#### What is expected:
The word "memory" marks the lines to copy; find all of them in the entries below.

#### Data supplied:
┄┄┄┄┄┄┄┄┄┄

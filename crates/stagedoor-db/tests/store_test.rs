//! Integration tests for the identity store and service repository
//! implementations using in-memory SurrealDB.

use chrono::{Duration, Utc};
use stagedoor_core::error::{StagedoorError, UniqueField};
use stagedoor_core::models::service::CreateService;
use stagedoor_core::models::tenant::{CreateTenant, SubscriptionTier};
use stagedoor_core::models::user::{CreateUser, IdentityProvider, Role};
use stagedoor_core::repository::{IdentityStore, ServiceRepository};
use stagedoor_db::repository::{SurrealIdentityStore, SurrealServiceRepository};
use surrealdb::Surreal;
use surrealdb::engine::local::Mem;
use surrealdb_types::SurrealValue;
use uuid::Uuid;

/// Helper: spin up in-memory DB and run migrations.
async fn setup() -> Surreal<surrealdb::engine::local::Db> {
    let db = Surreal::new::<Mem>(()).await.unwrap();
    db.use_ns("test").use_db("test").await.unwrap();
    stagedoor_db::run_migrations(&db).await.unwrap();
    db
}

#[derive(Debug, SurrealValue)]
struct CountRow {
    total: u64,
}

/// Raw row count, bypassing the store under test.
async fn count_rows(db: &Surreal<surrealdb::engine::local::Db>, table: &str) -> u64 {
    let mut result = db
        .query(format!("SELECT count() AS total FROM {table} GROUP ALL"))
        .await
        .unwrap();
    let rows: Vec<CountRow> = result.take(0).unwrap();
    rows.first().map(|r| r.total).unwrap_or(0)
}

fn tenant_input(name: &str, subdomain: &str) -> CreateTenant {
    CreateTenant {
        name: name.into(),
        subdomain: subdomain.into(),
        tier: SubscriptionTier::Trial,
        trial_ends_at: Some(Utc::now() + Duration::days(30)),
    }
}

fn user_input(email: &str, name: &str) -> CreateUser {
    CreateUser {
        email: email.into(),
        name: name.into(),
        // Opaque to the store; realistic digests are the auth layer's
        // concern.
        password_hash: Some("$argon2id$test-digest".into()),
        google_id: None,
        microsoft_id: None,
        role: Role::Admin,
    }
}

// -----------------------------------------------------------------------
// Tenant+user creation
// -----------------------------------------------------------------------

#[tokio::test]
async fn create_tenant_with_user_creates_both_rows() {
    let db = setup().await;
    let store = SurrealIdentityStore::new(db.clone());

    let (tenant, user) = store
        .create_tenant_with_user(
            tenant_input("Grace Church", "grace-church"),
            user_input("pastor@grace.org", "Sam Rivera"),
        )
        .await
        .unwrap();

    assert_eq!(tenant.name, "Grace Church");
    assert_eq!(tenant.subdomain, "grace-church");
    assert_eq!(tenant.tier, SubscriptionTier::Trial);
    assert!(tenant.trial_ends_at.is_some());

    assert_eq!(user.email, "pastor@grace.org");
    assert_eq!(user.role, Role::Admin);
    assert_eq!(user.tenant_id, tenant.id);

    assert_eq!(count_rows(&db, "tenant").await, 1);
    assert_eq!(count_rows(&db, "user").await, 1);
}

#[tokio::test]
async fn duplicate_email_aborts_the_whole_transaction() {
    let db = setup().await;
    let store = SurrealIdentityStore::new(db.clone());

    store
        .create_tenant_with_user(
            tenant_input("First Org", "first-org"),
            user_input("shared@example.com", "First"),
        )
        .await
        .unwrap();

    // Same email, different subdomain: the user CREATE violates the
    // email index and must take the tenant CREATE down with it.
    let err = store
        .create_tenant_with_user(
            tenant_input("Second Org", "second-org"),
            user_input("shared@example.com", "Second"),
        )
        .await
        .unwrap_err();

    assert!(matches!(
        err,
        StagedoorError::Conflict {
            field: UniqueField::Email
        }
    ));

    // No partial write: the second tenant must not exist.
    assert_eq!(count_rows(&db, "tenant").await, 1);
    assert_eq!(count_rows(&db, "user").await, 1);
    assert!(
        store
            .find_tenant_by_subdomain("second-org")
            .await
            .unwrap()
            .is_none()
    );
}

#[tokio::test]
async fn duplicate_subdomain_conflicts() {
    let db = setup().await;
    let store = SurrealIdentityStore::new(db.clone());

    store
        .create_tenant_with_user(
            tenant_input("First Org", "same-subdomain"),
            user_input("first@example.com", "First"),
        )
        .await
        .unwrap();

    let err = store
        .create_tenant_with_user(
            tenant_input("Second Org", "same-subdomain"),
            user_input("second@example.com", "Second"),
        )
        .await
        .unwrap_err();

    assert!(matches!(
        err,
        StagedoorError::Conflict {
            field: UniqueField::Subdomain
        }
    ));

    assert_eq!(count_rows(&db, "tenant").await, 1);
    assert_eq!(count_rows(&db, "user").await, 1);
}

// -----------------------------------------------------------------------
// Lookups
// -----------------------------------------------------------------------

#[tokio::test]
async fn find_user_by_email_returns_user_with_tenant() {
    let db = setup().await;
    let store = SurrealIdentityStore::new(db);

    let (tenant, user) = store
        .create_tenant_with_user(
            tenant_input("Lookup Org", "lookup-org"),
            user_input("lookup@example.com", "Lookup"),
        )
        .await
        .unwrap();

    let found = store
        .find_user_by_email("lookup@example.com")
        .await
        .unwrap()
        .expect("user should exist");

    assert_eq!(found.user.id, user.id);
    assert_eq!(found.tenant.id, tenant.id);
    assert_eq!(found.tenant.subdomain, "lookup-org");
}

#[tokio::test]
async fn find_user_by_email_miss_is_none() {
    let db = setup().await;
    let store = SurrealIdentityStore::new(db);

    let found = store.find_user_by_email("nobody@example.com").await.unwrap();
    assert!(found.is_none());
}

#[tokio::test]
async fn find_user_by_id_roundtrip() {
    let db = setup().await;
    let store = SurrealIdentityStore::new(db);

    let (_, user) = store
        .create_tenant_with_user(
            tenant_input("Id Org", "id-org"),
            user_input("byid@example.com", "ById"),
        )
        .await
        .unwrap();

    let found = store
        .find_user_by_id(user.id)
        .await
        .unwrap()
        .expect("user should exist");
    assert_eq!(found.user.email, "byid@example.com");
    assert_eq!(found.tenant.name, "Id Org");

    // Unknown id is a miss, not an error.
    assert!(store.find_user_by_id(Uuid::new_v4()).await.unwrap().is_none());
}

#[tokio::test]
async fn find_tenant_by_subdomain_hit_and_miss() {
    let db = setup().await;
    let store = SurrealIdentityStore::new(db);

    let (tenant, _) = store
        .create_tenant_with_user(
            tenant_input("Sub Org", "sub-org"),
            user_input("sub@example.com", "Sub"),
        )
        .await
        .unwrap();

    let found = store
        .find_tenant_by_subdomain("sub-org")
        .await
        .unwrap()
        .expect("tenant should exist");
    assert_eq!(found.id, tenant.id);

    assert!(
        store
            .find_tenant_by_subdomain("missing-org")
            .await
            .unwrap()
            .is_none()
    );
}

// -----------------------------------------------------------------------
// Provider links
// -----------------------------------------------------------------------

#[tokio::test]
async fn update_provider_link_sets_the_slot() {
    let db = setup().await;
    let store = SurrealIdentityStore::new(db);

    let (_, user) = store
        .create_tenant_with_user(
            tenant_input("Link Org", "link-org"),
            user_input("link@example.com", "Link"),
        )
        .await
        .unwrap();
    assert!(user.google_id.is_none());

    let linked = store
        .update_provider_link(user.id, IdentityProvider::Google, "google-oauth-123")
        .await
        .unwrap();

    assert_eq!(linked.user.google_id.as_deref(), Some("google-oauth-123"));
    assert!(linked.user.microsoft_id.is_none(), "other slot untouched");
    assert!(linked.user.updated_at >= user.updated_at);
}

#[tokio::test]
async fn update_provider_link_unknown_user_is_not_found() {
    let db = setup().await;
    let store = SurrealIdentityStore::new(db);

    let err = store
        .update_provider_link(Uuid::new_v4(), IdentityProvider::Microsoft, "ms-456")
        .await
        .unwrap_err();

    assert!(matches!(err, StagedoorError::NotFound { .. }));
}

// -----------------------------------------------------------------------
// Service repository and tenant isolation
// -----------------------------------------------------------------------

async fn seed_tenant(
    store: &SurrealIdentityStore<surrealdb::engine::local::Db>,
    subdomain: &str,
    email: &str,
) -> Uuid {
    let (tenant, _) = store
        .create_tenant_with_user(
            tenant_input(subdomain, subdomain),
            user_input(email, "Seeder"),
        )
        .await
        .unwrap();
    tenant.id
}

#[tokio::test]
async fn services_are_isolated_per_tenant() {
    let db = setup().await;
    let store = SurrealIdentityStore::new(db.clone());
    let services = SurrealServiceRepository::new(db);

    let tenant_a = seed_tenant(&store, "tenant-a", "a@example.com").await;
    let tenant_b = seed_tenant(&store, "tenant-b", "b@example.com").await;

    // Overlapping service names across tenants.
    for tenant_id in [tenant_a, tenant_b] {
        services
            .create(CreateService {
                tenant_id,
                name: "Sunday Service".into(),
                day_of_week: 0,
                start_time: "10:00 AM".into(),
                is_active: true,
            })
            .await
            .unwrap();
    }
    let b_extra = services
        .create(CreateService {
            tenant_id: tenant_b,
            name: "Youth Night".into(),
            day_of_week: 5,
            start_time: "7:00 PM".into(),
            is_active: true,
        })
        .await
        .unwrap();

    let a_list = services.list(tenant_a).await.unwrap();
    assert_eq!(a_list.len(), 1);
    assert!(a_list.iter().all(|s| s.tenant_id == tenant_a));

    let b_list = services.list(tenant_b).await.unwrap();
    assert_eq!(b_list.len(), 2);
    assert!(b_list.iter().all(|s| s.tenant_id == tenant_b));

    // A record id of tenant B resolves to a miss under tenant A.
    let cross = services.get(tenant_a, b_extra.id).await.unwrap();
    assert!(cross.is_none(), "cross-tenant get must miss");

    let own = services.get(tenant_b, b_extra.id).await.unwrap();
    assert!(own.is_some());
}

#[tokio::test]
async fn services_list_ordered_by_day_then_time() {
    let db = setup().await;
    let store = SurrealIdentityStore::new(db.clone());
    let services = SurrealServiceRepository::new(db);

    let tenant_id = seed_tenant(&store, "ordered-org", "order@example.com").await;

    // start_time is stored as a plain string, so ordering within a day
    // is lexicographic.
    for (name, day, time) in [
        ("Midweek", 3, "07:00 PM"),
        ("Early", 0, "09:00 AM"),
        ("Late", 0, "11:30 AM"),
    ] {
        services
            .create(CreateService {
                tenant_id,
                name: name.into(),
                day_of_week: day,
                start_time: time.into(),
                is_active: true,
            })
            .await
            .unwrap();
    }

    let list = services.list(tenant_id).await.unwrap();
    let names: Vec<&str> = list.iter().map(|s| s.name.as_str()).collect();
    assert_eq!(names, vec!["Early", "Late", "Midweek"]);
}

// -----------------------------------------------------------------------
// Migrations
// -----------------------------------------------------------------------

#[tokio::test]
async fn migrations_are_idempotent() {
    let db = setup().await;
    // setup() already ran them once; a second run must be a no-op.
    stagedoor_db::run_migrations(&db).await.unwrap();
    assert_eq!(count_rows(&db, "_migration").await, 1);
}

┄┄┄┄┄┄┄┄┄┄

#### Solution to this task:
//! implementations using in-memory SurrealDB.
/// Helper: spin up in-memory DB and run migrations.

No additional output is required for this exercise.